As an exercise, copy out the entries exactly as written.

(RECORDED INFORMATION Opens)

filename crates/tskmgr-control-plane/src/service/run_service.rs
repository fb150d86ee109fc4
//! Run operations: creation, task batches, close/abort/fail, reconcile.

use std::sync::Arc;

use chrono::Utc;
use serde::{Deserialize, Serialize};
use tracing::info;

use tskmgr_core::{run_lifecycle, CoreError, NewRun, NewTask, Run, RunId, Task};

use crate::aggregator::RunAggregator;
use crate::retry::with_retry;
use crate::service::{written, ServiceError, ServiceResult};
use crate::state::AppState;
use crate::store::{Mutation, TaskQuery};

/// A run together with its tasks, in creation order.
#[derive(Debug, Clone, Serialize, Deserialize)]
pub struct RunDetails {
    #[serde(flatten)]
    pub run: Run,
    pub tasks: Vec<Task>,
}

/// Run operations.
pub struct RunService {
    state: Arc<AppState>,
}

impl RunService {
    pub fn new(state: Arc<AppState>) -> Self {
        Self { state }
    }

    pub async fn create_run(&self, spec: NewRun) -> ServiceResult<Run> {
        if spec.name.trim().is_empty() {
            return Err(CoreError::InvalidInput("run name must not be empty".to_string()).into());
        }

        let run = run_lifecycle::create(spec, Utc::now());
        let store = &self.state.store;
        with_retry(self.state.config.retry_policy(), "insert_run", || {
            store.insert_run(run.clone())
        })
        .await?;

        info!(run_id = %run.id, name = %run.name, run_type = %run.run_type, "Run created");
        Ok(run)
    }

    /// Add a batch of Pending tasks. The run must be neither terminal nor
    /// closed; that is checked under the run's lock.
    pub async fn create_tasks(&self, run_id: &RunId, specs: Vec<NewTask>) -> ServiceResult<Vec<Task>> {
        if let Some(i) = specs.iter().position(|s| s.name.trim().is_empty()) {
            return Err(CoreError::InvalidInput(format!("task #{i} has an empty name")).into());
        }

        let now = Utc::now();
        let tasks: Vec<Task> = specs
            .into_iter()
            .map(|spec| Task::create(run_id.clone(), spec, now))
            .collect();

        let store = &self.state.store;
        with_retry(self.state.config.retry_policy(), "insert_tasks", || {
            store.insert_tasks(run_id, tasks.clone(), Box::new(run_lifecycle::accepts_new_tasks))
        })
        .await?;

        info!(run_id = %run_id, count = tasks.len(), "Tasks created");
        Ok(tasks)
    }

    pub async fn get_run(&self, run_id: &RunId) -> ServiceResult<RunDetails> {
        let run = self.find(run_id).await?;
        let store = &self.state.store;
        let query = TaskQuery::for_run(run_id);
        let tasks =
            with_retry(self.state.config.retry_policy(), "query_tasks", || store.query_tasks(&query))
                .await?;
        Ok(RunDetails { run, tasks })
    }

    /// Stop accepting tasks. Closing a closed run returns it unchanged.
    /// Status is not recomputed here; see [`RunService::reconcile_run`].
    pub async fn close_run(&self, run_id: &RunId) -> ServiceResult<Run> {
        let closed = self
            .update(run_id, "close_run", || {
                Box::new(|run: &Run| Ok(run_lifecycle::close(run)))
            })
            .await?;

        match closed {
            Some(run) => {
                info!(run_id = %run_id, "Run closed");
                Ok(run)
            }
            None => self.find(run_id).await,
        }
    }

    pub async fn abort_run(&self, run_id: &RunId) -> ServiceResult<Run> {
        let run = self
            .update(run_id, "abort_run", || {
                Box::new(|run: &Run| run_lifecycle::abort(run, Utc::now()).map(Some))
            })
            .await?;
        let run = written(run, "abort")?;
        info!(run_id = %run_id, "Run aborted");
        Ok(run)
    }

    pub async fn fail_run(&self, run_id: &RunId) -> ServiceResult<Run> {
        let run = self
            .update(run_id, "fail_run", || {
                Box::new(|run: &Run| run_lifecycle::fail(run, Utc::now()).map(Some))
            })
            .await?;
        let run = written(run, "fail")?;
        info!(run_id = %run_id, "Run failed");
        Ok(run)
    }

    /// Explicit aggregation pass over the run's tasks.
    pub async fn reconcile_run(&self, run_id: &RunId) -> ServiceResult<Run> {
        RunAggregator::new(self.state.clone()).reconcile(run_id).await
    }

    async fn find(&self, run_id: &RunId) -> ServiceResult<Run> {
        let store = &self.state.store;
        with_retry(self.state.config.retry_policy(), "find_run", || store.find_run(run_id))
            .await?
            .ok_or_else(|| ServiceError::Core(CoreError::RunNotFound(run_id.clone())))
    }

    async fn update<F>(&self, run_id: &RunId, operation: &str, mutation: F) -> ServiceResult<Option<Run>>
    where
        F: Fn() -> Mutation<Run>,
    {
        let store = &self.state.store;
        let run = with_retry(self.state.config.retry_policy(), operation, || {
            store.update_run(run_id, mutation())
        })
        .await?;
        Ok(run)
    }
}
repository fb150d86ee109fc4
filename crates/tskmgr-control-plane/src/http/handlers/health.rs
//! Health handler.

use axum::{response::IntoResponse, Json};

/// Health check endpoint.
pub async fn health_check() -> impl IntoResponse {
    Json(serde_json::json!({ "status": "ok" }))
}
//! tskmgr Core Domain Types
//!
//! This crate contains pure domain types and state machines with no
//! dependencies on:
//! - Network/HTTP
//! - Storage
//! - Runtime specifics
//!
//! Every transition takes a record by reference and returns either an updated
//! record or a [`CoreError`]; persisting the result is the caller's job.

pub mod aggregate;
pub mod error;
pub mod ids;
pub mod ordering;
pub mod run;
pub mod run_lifecycle;
pub mod status;
pub mod task;
pub mod task_lifecycle;

// Re-export commonly used types
pub use error::CoreError;
pub use ids::{RunId, RunnerId, TaskId};
pub use run::{NewRun, Run};
pub use status::{RunStatus, TaskPriority, TaskStatus};
pub use task::{NewTask, RunnerInfo, Task};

(RECORDED INFORMATION Closes)

# [WRITTEN RESPONSE]
filename crates/tskmgr-control-plane/src/service/run_service.rs
repository fb150d86ee109fc4
//! Run operations: creation, task batches, close/abort/fail, reconcile.

use std::sync::Arc;

use chrono::Utc;
use serde::{Deserialize, Serialize};
use tracing::info;

use tskmgr_core::{run_lifecycle, CoreError, NewRun, NewTask, Run, RunId, Task};

use crate::aggregator::RunAggregator;
use crate::retry::with_retry;
use crate::service::{written, ServiceError, ServiceResult};
use crate::state::AppState;
use crate::store::{Mutation, TaskQuery};

/// A run together with its tasks, in creation order.
#[derive(Debug, Clone, Serialize, Deserialize)]
pub struct RunDetails {
    #[serde(flatten)]
    pub run: Run,
    pub tasks: Vec<Task>,
}

/// Run operations.
pub struct RunService {
    state: Arc<AppState>,
}

impl RunService {
    pub fn new(state: Arc<AppState>) -> Self {
        Self { state }
    }

    pub async fn create_run(&self, spec: NewRun) -> ServiceResult<Run> {
        if spec.name.trim().is_empty() {
            return Err(CoreError::InvalidInput("run name must not be empty".to_string()).into());
        }

        let run = run_lifecycle::create(spec, Utc::now());
        let store = &self.state.store;
        with_retry(self.state.config.retry_policy(), "insert_run", || {
            store.insert_run(run.clone())
        })
        .await?;

        info!(run_id = %run.id, name = %run.name, run_type = %run.run_type, "Run created");
        Ok(run)
    }

    /// Add a batch of Pending tasks. The run must be neither terminal nor
    /// closed; that is checked under the run's lock.
    pub async fn create_tasks(&self, run_id: &RunId, specs: Vec<NewTask>) -> ServiceResult<Vec<Task>> {
        if let Some(i) = specs.iter().position(|s| s.name.trim().is_empty()) {
            return Err(CoreError::InvalidInput(format!("task #{i} has an empty name")).into());
        }

        let now = Utc::now();
        let tasks: Vec<Task> = specs
            .into_iter()
            .map(|spec| Task::create(run_id.clone(), spec, now))
            .collect();

        let store = &self.state.store;
        with_retry(self.state.config.retry_policy(), "insert_tasks", || {
            store.insert_tasks(run_id, tasks.clone(), Box::new(run_lifecycle::accepts_new_tasks))
        })
        .await?;

        info!(run_id = %run_id, count = tasks.len(), "Tasks created");
        Ok(tasks)
    }

    pub async fn get_run(&self, run_id: &RunId) -> ServiceResult<RunDetails> {
        let run = self.find(run_id).await?;
        let store = &self.state.store;
        let query = TaskQuery::for_run(run_id);
        let tasks =
            with_retry(self.state.config.retry_policy(), "query_tasks", || store.query_tasks(&query))
                .await?;
        Ok(RunDetails { run, tasks })
    }

    /// Stop accepting tasks. Closing a closed run returns it unchanged.
    /// Status is not recomputed here; see [`RunService::reconcile_run`].
    pub async fn close_run(&self, run_id: &RunId) -> ServiceResult<Run> {
        let closed = self
            .update(run_id, "close_run", || {
                Box::new(|run: &Run| Ok(run_lifecycle::close(run)))
            })
            .await?;

        match closed {
            Some(run) => {
                info!(run_id = %run_id, "Run closed");
                Ok(run)
            }
            None => self.find(run_id).await,
        }
    }

    pub async fn abort_run(&self, run_id: &RunId) -> ServiceResult<Run> {
        let run = self
            .update(run_id, "abort_run", || {
                Box::new(|run: &Run| run_lifecycle::abort(run, Utc::now()).map(Some))
            })
            .await?;
        let run = written(run, "abort")?;
        info!(run_id = %run_id, "Run aborted");
        Ok(run)
    }

    pub async fn fail_run(&self, run_id: &RunId) -> ServiceResult<Run> {
        let run = self
            .update(run_id, "fail_run", || {
                Box::new(|run: &Run| run_lifecycle::fail(run, Utc::now()).map(Some))
            })
            .await?;
        let run = written(run, "fail")?;
        info!(run_id = %run_id, "Run failed");
        Ok(run)
    }

    /// Explicit aggregation pass over the run's tasks.
    pub async fn reconcile_run(&self, run_id: &RunId) -> ServiceResult<Run> {
        RunAggregator::new(self.state.clone()).reconcile(run_id).await
    }

    async fn find(&self, run_id: &RunId) -> ServiceResult<Run> {
        let store = &self.state.store;
        with_retry(self.state.config.retry_policy(), "find_run", || store.find_run(run_id))
            .await?
            .ok_or_else(|| ServiceError::Core(CoreError::RunNotFound(run_id.clone())))
    }

    async fn update<F>(&self, run_id: &RunId, operation: &str, mutation: F) -> ServiceResult<Option<Run>>
    where
        F: Fn() -> Mutation<Run>,
    {
        let store = &self.state.store;
        let run = with_retry(self.state.config.retry_policy(), operation, || {
            store.update_run(run_id, mutation())
        })
        .await?;
        Ok(run)
    }
}
repository fb150d86ee109fc4
filename crates/tskmgr-control-plane/src/http/handlers/health.rs
//! Health handler.

use axum::{response::IntoResponse, Json};

/// Health check endpoint.
pub async fn health_check() -> impl IntoResponse {
    Json(serde_json::json!({ "status": "ok" }))
}
//! tskmgr Core Domain Types
//!
//! This crate contains pure domain types and state machines with no
//! dependencies on:
//! - Network/HTTP
//! - Storage
//! - Runtime specifics
//!
//! Every transition takes a record by reference and returns either an updated
//! record or a [`CoreError`]; persisting the result is the caller's job.

pub mod aggregate;
pub mod error;
pub mod ids;
pub mod ordering;
pub mod run;
pub mod run_lifecycle;
pub mod status;
pub mod task;
pub mod task_lifecycle;

// Re-export commonly used types
pub use error::CoreError;
pub use ids::{RunId, RunnerId, TaskId};
pub use run::{NewRun, Run};
pub use status::{RunStatus, TaskPriority, TaskStatus};
pub use task::{NewTask, RunnerInfo, Task};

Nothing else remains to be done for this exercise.